ISLAMABAD: State Bank of Pakistan (SBP) Governor Jameel Ahmad in a recent interaction with international investors and fund managers at an event organised by Barclays in Washington DC, outlined the difficulties facing the country, its policy response, and the future direction to address these challenges, expressing confidence that it is no way to achieving macroeconomic stability.
Governor Ahmad explained that Pakistan is currently experiencing high inflation and external balance of payments pressures, which are mainly driven by adverse global shocks and domestic developments.
He mentioned that although commodity prices in international markets have fallen from their peak levels in mid-2022, they are still significantly higher than their pre-Covid levels, causing domestic inflation and external account pressures.

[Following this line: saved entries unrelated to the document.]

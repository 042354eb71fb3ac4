//! Glyph outline extraction and positioning (spec.md §4.5): turning a
//! shaped glyph into a cached vector outline composed with the affine
//! transform that places it on screen.
//!
//! Grounded in the teacher's `measurement/enhanced/glyph_extraction.rs`
//! and `measurement/glyph_processing.rs` (outline extraction as an
//! external collaborator behind a trait, consumed per-glyph while
//! walking shaped runs).

mod builder;
mod cache;

pub use builder::{with_glyph_run_builder, GlyphRunBuilder};
pub use cache::{GlyphCache, GlyphCacheStats, OutlineCacheKey};

use std::sync::Arc;

use crate::affine::{AffineTransform, Point};
use crate::face::Face;
use crate::glyph::GlyphId;
use crate::layout::Layout;
use crate::shaper::ShapedRun;

/// One drawing command in font-unit, Y-up space.
#[derive(Debug, Clone, Copy, PartialEq)]
pub enum PathSegment {
    MoveTo(Point),
    LineTo(Point),
    QuadTo { control: Point, to: Point },
    CubicTo { control1: Point, control2: Point, to: Point },
    Close,
}

/// A single closed (or open) path within a glyph.
#[derive(Debug, Clone, Default, PartialEq)]
pub struct Contour {
    pub segments: Vec<PathSegment>,
}

/// A glyph's full vector outline: zero or more contours.
#[derive(Debug, Clone, Default, PartialEq)]
pub struct GlyphOutline {
    pub contours: Vec<Contour>,
}

impl GlyphOutline {
    pub fn is_empty(&self) -> bool {
        self.contours.iter().all(|c| c.segments.is_empty())
    }
}

/// External collaborator: something that can produce a glyph's vector
/// outline at a given size. Font parsing and hinting are out of scope
/// for this crate (spec.md §1, §6) — callers plug in a backend.
pub trait OutlineExtractor: Send + Sync {
    fn extract(&self, font_id: u64, gid: GlyphId, size_px: f64) -> Option<GlyphOutline>;
}

/// A glyph outline composed with the transform that places it at its
/// shaped position, Y-flipped into screen space.
pub struct PositionedOutline {
    pub outline: Arc<GlyphOutline>,
    pub transform: AffineTransform,
}

/// Caller-supplied parameters threaded through outline rendering
/// (spec.md §4.5 step 4): an optional transform left-multiplied onto
/// each glyph's own placement, so a caller can zoom/pan/rotate
/// rendered output without reaching into `PositionedOutline` after the
/// fact.
#[derive(Debug, Clone, Copy, Default)]
pub struct RenderParams {
    pub transform: Option<AffineTransform>,
}

impl RenderParams {
    pub const IDENTITY: RenderParams = RenderParams { transform: None };

    fn compose(&self, rhs: &AffineTransform) -> AffineTransform {
        match self.transform {
            Some(user) => user.compose(rhs),
            None => *rhs,
        }
    }
}

/// Stable per-font identifier derived via FNV-1a over the source's
/// name, full name, glyph count, and units-per-em, used to key the
/// outline cache across calls without the caller having to track font
/// handles itself. Collisions between distinct fonts sharing all four
/// are theoretically possible but practically negligible.
pub fn font_id(face: &dyn Face) -> u64 {
    let Some(source) = face.source() else {
        return 0;
    };
    let mut bytes = Vec::new();
    bytes.extend_from_slice(source.name().as_bytes());
    bytes.extend_from_slice(source.full_name().as_bytes());
    bytes.extend_from_slice(&source.num_glyphs().to_le_bytes());
    bytes.extend_from_slice(&source.units_per_em().to_le_bytes());
    fnv1a(&bytes)
}

fn fnv1a(bytes: &[u8]) -> u64 {
    let mut hash: u64 = 0xcbf29ce484222325;
    for &b in bytes {
        hash ^= b as u64;
        hash = hash.wrapping_mul(0x0000_0100_0000_01b3);
    }
    hash
}

/// Render one glyph: look it up (or extract and cache it), then
/// compose its placement transform with `params.transform` (when
/// present, left-multiplied: `final = user * glyph`, spec.md §4.5 step
/// 4). Returns `None` for a missing outline or a `.notdef` glyph with
/// no drawable contours.
pub fn render_glyph(
    extractor: &dyn OutlineExtractor,
    cache: &GlyphCache,
    font_id: u64,
    gid: GlyphId,
    size_px: f64,
    origin: Point,
    params: &RenderParams,
) -> Option<PositionedOutline> {
    let outline = cache.get_or_create(font_id, gid, size_px, || extractor.extract(font_id, gid, size_px))?;
    if outline.is_empty() {
        return None;
    }
    let glyph_transform = AffineTransform::translation(origin.x, origin.y).compose(&AffineTransform::y_flip());
    let transform = params.compose(&glyph_transform);
    Some(PositionedOutline { outline, transform })
}

/// Render every non-missing glyph of a shaped run, positioned
/// relative to `origin`, with `params` composed onto each glyph.
pub fn render_run(extractor: &dyn OutlineExtractor, cache: &GlyphCache, run: &ShapedRun, origin: Point, params: &RenderParams) -> Vec<PositionedOutline> {
    let fid = font_id(run.face.as_ref());
    run.glyphs
        .iter()
        .filter(|g| !g.is_missing())
        .filter_map(|g| render_glyph(extractor, cache, fid, g.gid, run.size, Point::new(origin.x + g.x, origin.y + g.y), params))
        .collect()
}

/// Render a full laid-out block of text: every line, every run,
/// positioned by the line's baseline `y`. Per line, `params.transform`
/// is left-multiplied with `translate(0, line.y)` (identity-skipped
/// when `params.transform` is absent) before rendering its runs.
pub fn render_layout(extractor: &dyn OutlineExtractor, cache: &GlyphCache, layout: &Layout, params: &RenderParams) -> Vec<PositionedOutline> {
    layout
        .lines
        .iter()
        .flat_map(|line| {
            let line_params = RenderParams {
                transform: Some(params.compose(&AffineTransform::translation(0.0, line.y))),
            };
            line.runs
                .iter()
                .flat_map(move |run| render_run(extractor, cache, run, Point::new(0.0, 0.0), &line_params))
        })
        .collect()
}

#[cfg(test)]
mod tests {
    use super::*;
    use crate::direction::Direction;
    use crate::face::{FaceMetrics, FontSource, SingleFace};
    use crate::glyph::ShapedGlyph;

    struct StubFont;
    impl FontSource for StubFont {
        fn name(&self) -> &str {
            "stub"
        }
        fn full_name(&self) -> &str {
            "Stub"
        }
        fn num_glyphs(&self) -> u16 {
            2
        }
        fn units_per_em(&self) -> u16 {
            1000
        }
        fn glyph_index(&self, c: char) -> u16 {
            c as u16
        }
        fn glyph_advance(&self, _gid: u16, size_px: f64) -> f64 {
            size_px * 0.5
        }
    }

    struct SquareExtractor;
    impl OutlineExtractor for SquareExtractor {
        fn extract(&self, _font_id: u64, gid: GlyphId, _size_px: f64) -> Option<GlyphOutline> {
            if gid == 0 {
                return Some(GlyphOutline::default());
            }
            Some(GlyphOutline {
                contours: vec![Contour {
                    segments: vec![
                        PathSegment::MoveTo(Point::new(0.0, 0.0)),
                        PathSegment::LineTo(Point::new(1.0, 0.0)),
                        PathSegment::LineTo(Point::new(1.0, 1.0)),
                        PathSegment::Close,
                    ],
                }],
            })
        }
    }

    fn face() -> Arc<dyn Face> {
        Arc::new(SingleFace::new(
            Arc::new(StubFont),
            16.0,
            Direction::Ltr,
            FaceMetrics {
                ascent: 14.0,
                descent: 4.0,
                line_gap: 2.0,
            },
        ))
    }

    #[test]
    fn font_id_is_stable_for_same_face_name() {
        assert_eq!(font_id(face().as_ref()), font_id(face().as_ref()));
    }

    #[test]
    fn missing_glyph_is_skipped_by_render_run() {
        let run = crate::shaper::ShapedRun::new(
            vec![ShapedGlyph {
                gid: 0,
                cluster: 0,
                x: 0.0,
                y: 0.0,
                x_advance: 8.0,
                y_advance: 0.0,
            }],
            face(),
            Direction::Ltr,
        );
        let cache = GlyphCache::new(8);
        let out = render_run(&SquareExtractor, &cache, &run, Point::new(0.0, 0.0), &RenderParams::IDENTITY);
        assert!(out.is_empty());
    }

    #[test]
    fn render_run_caches_repeated_glyphs() {
        let run = crate::shaper::ShapedRun::new(
            vec![
                ShapedGlyph {
                    gid: 1,
                    cluster: 0,
                    x: 0.0,
                    y: 0.0,
                    x_advance: 8.0,
                    y_advance: 0.0,
                },
                ShapedGlyph {
                    gid: 1,
                    cluster: 1,
                    x: 8.0,
                    y: 0.0,
                    x_advance: 8.0,
                    y_advance: 0.0,
                },
            ],
            face(),
            Direction::Ltr,
        );
        let cache = GlyphCache::new(8);
        let out = render_run(&SquareExtractor, &cache, &run, Point::new(0.0, 0.0), &RenderParams::IDENTITY);
        assert_eq!(out.len(), 2);
        assert_eq!(cache.stats().hits, 1);
        assert_eq!(cache.stats().misses, 1);
    }

    #[test]
    fn render_glyph_left_multiplies_caller_transform_onto_placement() {
        let cache = GlyphCache::new(8);
        let params = RenderParams {
            transform: Some(AffineTransform::translation(100.0, 0.0)),
        };
        let positioned = render_glyph(&SquareExtractor, &cache, font_id(face().as_ref()), 1, 16.0, Point::new(5.0, 0.0), &params).unwrap();
        let p = positioned.transform.apply(Point::new(0.0, 0.0));
        assert_eq!(p.x, 105.0);
    }

    #[test]
    fn render_layout_composes_line_baseline_into_the_caller_transform() {
        let run = crate::shaper::ShapedRun::new(
            vec![ShapedGlyph {
                gid: 1,
                cluster: 0,
                x: 0.0,
                y: 0.0,
                x_advance: 8.0,
                y_advance: 0.0,
            }],
            face(),
            Direction::Ltr,
        );
        let layout = Layout {
            lines: vec![crate::layout::Line {
                runs: vec![run],
                glyphs: Vec::new(),
                width: 8.0,
                ascent: 14.0,
                descent: 4.0,
                y: 20.0,
            }],
            width: 8.0,
            height: 38.0,
        };
        let cache = GlyphCache::new(8);
        let out = render_layout(&SquareExtractor, &cache, &layout, &RenderParams::IDENTITY);
        assert_eq!(out.len(), 1);
        let p = out[0].transform.apply(Point::new(0.0, 0.0));
        assert_eq!(p.y, 20.0);
    }
}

Moreover, he said, global financial conditions have tightened, making it harder for emerging markets like Pakistan to access international financial markets, resulting in stress on the country's foreign exchange reserves and exchange rate. The situation was aggravated by the devastating floods during July-August 2023.
Regarding the external account position, Governor Ahmad stressed that Pakistan has met all its obligations timely, despite earlier market expectations. He explained that the country's debt repayments have been rather front-loaded, whereas inflows have been gradual. While programme loans from other multilateral agencies are waiting for the completion of the IMF review, the country continues to receive fresh financing, in addition to rollover of existing loans, from bilateral partners. The SBP's foreign exchange reserves, which touched a low of $2.9 billion by 3rd February, have since recovered to $4.2 billion by 31st March, he mentioned.
Governor Ahmad further elaborated on the SBP policy response to reduce demand-side pressures on inflation and the current account, including a 1400 basis point increase in the policy rate to 21pc over the past 18 months.
Other measures taken include tightening of regulations, adjusting the exchange rate over the past couple of months, and pursuing a contractionary fiscal policy. The fiscal deficit during July-January FY23 is lower than last year, despite flood-related rehabilitation and reconstruction expenses, and the primary balance is in surplus so far, against a deficit last year, he added.
Governor Ahmad expressed confidence that the country is on its way to achieving macroeconomic stability, as the impact of policy measures is already showing results.
He said the current account deficit has narrowed, and foreign exchange reserves, albeit low, are increasing, adding that although inflation is currently elevated, it is expected to start decelerating over the next few months. With the revival of the IMF programme, the uncertainty regarding external financing will also fade away, he hoped.
In addition, Governor Ahmad highlighted several reform measures taken by the country, including strengthening the central bank's operational autonomy, prohibiting government borrowing from the central bank, AML/CFT-related regulatory interventions, and measures to increase digitalisation in the economy. These measures have addressed many structural weaknesses and will allow the economy to pick up sharply once the country is through the current challenges, he hoped.
In his concluding remarks, Governor Ahmad emphasised that Pakistan's economy has always shown resilience after undergoing severe shocks. This has been demonstrated after the devastating earthquake of 2005, the floods of 2010, and most recently, after the Covid-19 pandemic. He said the country strives to steer through these challenges despite facing a series of domestic and global shocks.